Not only is this pandemic re-shaping culture in terms of expectations, practices, and assumptions, but this is also an invitation to do more than a few economic or political tweaks.  This is an opportunity to remain open to a heart change, an expanding spirit, a deeper unity, a more compassionate expression of life.  Anger, fear, defensiveness; these only get us so far.  Looking back at an idealized past doesn’t help move us forward.

Collaboration, trust, and love, expressed in the Peace of Christ and embodied fully in Jesus, are calling us to learn in faith the art of letting go, to “rend our hearts and not our garment,” as the Hebrew Bible says in Joel 2:13, to contemplate on God so then our actions are based, not on our fear, or our desire for control, or on blaming or accusing; but centered on Christ, who leads us in the way of peace, reconciliation, and renewed spirits.

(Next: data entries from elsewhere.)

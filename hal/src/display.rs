//! # Console Display
//!
//! This module defines the render collaborator of the REPL console.
//!
//! ## Philosophy
//!
//! The console core never draws pixels. It hands finished text blocks to a
//! display that owns the panel, the font and the bus. No VT100/ANSI
//! emulation, no cursor addressing: just "show this block in this color".
//!
//! ## Design Principles
//!
//! 1. **Two sinks**: The transcript block and the input line redraw independently
//! 2. **Infallible**: Panel failures are a driver concern, not a console concern
//! 3. **Idempotent**: Rendering the same text twice shows the same thing
//! 4. **Testable**: Can be mocked with a recording struct

/// A 24-bit display color (0xRRGGBB)
#[derive(Debug, Copy, Clone, PartialEq, Eq, Hash)]
pub struct DisplayColor(u32);

impl DisplayColor {
    /// Black
    pub const BLACK: Self = Self(0x000000);

    /// Creates a color from a 0xRRGGBB value (upper bits are ignored)
    pub const fn from_rgb(rgb: u32) -> Self {
        Self(rgb & 0x00FF_FFFF)
    }

    /// Returns the 0xRRGGBB value
    pub const fn rgb(&self) -> u32 {
        self.0
    }

    /// Red component
    pub const fn r(&self) -> u8 {
        (self.0 >> 16) as u8
    }

    /// Green component
    pub const fn g(&self) -> u8 {
        (self.0 >> 8) as u8
    }

    /// Blue component
    pub const fn b(&self) -> u8 {
        self.0 as u8
    }
}

/// Character-cell geometry of a display
#[derive(Debug, Copy, Clone, PartialEq, Eq)]
pub struct DisplayGeometry {
    /// Panel width in pixels
    pub width_px: u16,
    /// Panel height in pixels
    pub height_px: u16,
    /// Glyph cell width in pixels
    pub glyph_width: u16,
    /// Glyph cell height in pixels
    pub glyph_height: u16,
    /// Height of the transcript area above the input divider
    pub transcript_height_px: u16,
}

impl DisplayGeometry {
    /// 240x135 landscape panel, 6x12 terminal font, divider at y=110
    pub const CARDPUTER: Self = Self {
        width_px: 240,
        height_px: 135,
        glyph_width: 6,
        glyph_height: 12,
        transcript_height_px: 110,
    };

    /// Number of text columns that fit across the panel
    pub const fn cols(&self) -> usize {
        if self.glyph_width == 0 {
            return 0;
        }
        (self.width_px / self.glyph_width) as usize
    }

    /// Number of transcript lines that fit above the divider
    pub const fn transcript_rows(&self) -> usize {
        if self.glyph_height == 0 {
            return 0;
        }
        let height = if self.transcript_height_px < self.height_px {
            self.transcript_height_px
        } else {
            self.height_px
        };
        (height / self.glyph_height) as usize
    }
}

/// Render collaborator trait
///
/// Implementations own the physical panel. Both calls replace what was
/// previously shown in their region.
pub trait ConsoleDisplay {
    /// Replaces the transcript block, drawing all of it in one color
    fn render_scrollback(&mut self, text: &str, color: DisplayColor);

    /// Replaces the input line view (contents plus cursor glyph)
    fn render_input_line(&mut self, text: &str);
}

impl<D: ConsoleDisplay + ?Sized> ConsoleDisplay for Box<D> {
    fn render_scrollback(&mut self, text: &str, color: DisplayColor) {
        (**self).render_scrollback(text, color)
    }

    fn render_input_line(&mut self, text: &str) {
        (**self).render_input_line(text)
    }
}

impl<D: ConsoleDisplay + ?Sized> ConsoleDisplay for &mut D {
    fn render_scrollback(&mut self, text: &str, color: DisplayColor) {
        (**self).render_scrollback(text, color)
    }

    fn render_input_line(&mut self, text: &str) {
        (**self).render_input_line(text)
    }
}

In that, try and wave a branch today to symbolize your desire for Jesus to come to you in a new way that reveals the depths of God’s loving presence experientially, in a felt-sense.  Ask God to help you be open to transformation, to give God room to work in the fray of life.  Wave a branch in solidarity with all of creation, asking God to help us live, in Christ, as people of the earth who trust the journey into a deeper unity with all things.  May the waving action itself draw you into the peace of each moment, breath by breath.  Happy Palm Sunday, as we humble ourselves before the Lord, to live Christ-infused lives.  And with each breath, may God’s humble and powerful love be experienced, NOW, even as forever.  Amen.